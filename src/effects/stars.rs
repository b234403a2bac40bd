use super::{between, clamp_into, pick, EffectDefinition, EffectId, Fate, Placement};
use crate::color::Rgb;
use crate::geometry::Bounds;
use crate::particle::{Body, Kind, Particle};
use crate::surface::RenderSurface;
use std::f32::consts::TAU;

const STAR_COLORS: [Rgb; 3] = [
    Rgb(255, 255, 255),
    Rgb(255, 244, 214), // Warm white
    Rgb(202, 225, 255), // Blue-white
];

#[derive(Debug, Clone, PartialEq)]
pub struct Star {
    pub twinkle_phase: f32,
    pub twinkle_speed: f32,
    pub tips: u8,
    pub color: Rgb,
}

pub struct Stars;

impl EffectDefinition for Stars {
    fn id(&self) -> EffectId {
        EffectId::Stars
    }

    fn spawn(&self, bounds: Bounds, _color: Rgb, _placement: Placement) -> Particle {
        let body = Body {
            x: between(0.0, bounds.width),
            y: between(0.0, bounds.height),
            rotation: between(0.0, TAU),
            spin: between(-0.002, 0.002),
            size: between(1.5, 4.0),
            opacity: between(0.6, 1.0),
            ..Body::default()
        };
        Particle::new(
            body,
            Star {
                twinkle_phase: between(0.0, TAU),
                twinkle_speed: between(0.02, 0.08),
                tips: if fastrand::bool() { 4 } else { 5 },
                color: pick(&STAR_COLORS),
            },
        )
    }

    fn step(&self, particle: &mut Particle, bounds: Bounds) -> Fate {
        let Particle { body, kind: Kind::Star(star), .. } = particle else {
            return Fate::Recycle;
        };

        star.twinkle_phase = (star.twinkle_phase + star.twinkle_speed) % TAU;
        body.advance();
        clamp_into(body, bounds);

        Fate::Live
    }

    fn render(&self, surface: &mut dyn RenderSurface, particle: &Particle) {
        let Kind::Star(star) = &particle.kind else {
            return;
        };
        let body = particle.body;
        let twinkle = 0.3 + 0.7 * (star.twinkle_phase.sin() * 0.5 + 0.5).powf(2.0);
        surface.with_opacity(body.opacity * twinkle, &mut |s| {
            s.fill_star(body.position(), star.tips as usize, body.size * 2.0, body.size * 0.6, body.rotation, star.color)
        });
    }
}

※

#### TASK TO CARRY OUT:
Could you write out exactly the lines above, starting at the first one and ending with the line that has "use crate::surface::RenderSurface;"?

#### TASK OUTPUT:
filename src/effects/stars.rs
repository b234403a2bac40bd
use super::{between, clamp_into, pick, EffectDefinition, EffectId, Fate, Placement};
use crate::color::Rgb;
use crate::geometry::Bounds;
use crate::particle::{Body, Kind, Particle};
use crate::surface::RenderSurface;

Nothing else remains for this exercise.